(Stored data entries)
%%

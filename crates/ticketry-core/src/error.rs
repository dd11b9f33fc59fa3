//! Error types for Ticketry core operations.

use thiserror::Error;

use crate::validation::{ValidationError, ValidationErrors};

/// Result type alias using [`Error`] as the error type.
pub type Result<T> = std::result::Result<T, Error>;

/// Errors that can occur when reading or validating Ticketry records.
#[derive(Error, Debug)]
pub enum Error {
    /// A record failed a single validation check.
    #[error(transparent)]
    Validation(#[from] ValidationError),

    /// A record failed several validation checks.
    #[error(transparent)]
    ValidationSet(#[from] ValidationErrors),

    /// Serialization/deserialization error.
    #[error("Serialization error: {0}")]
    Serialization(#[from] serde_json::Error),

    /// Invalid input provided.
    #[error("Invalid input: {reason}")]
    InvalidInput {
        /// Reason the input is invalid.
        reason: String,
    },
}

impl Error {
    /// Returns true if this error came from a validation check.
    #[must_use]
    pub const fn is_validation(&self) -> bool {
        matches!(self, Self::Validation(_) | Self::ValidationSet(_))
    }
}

%%

* **What to do**
Lines in the data that hold "Result" must be located and copied.

* **Exercise response**
/// Result type alias using [`Error`] as the error type.
pub type Result<T> = std::result::Result<T, Error>;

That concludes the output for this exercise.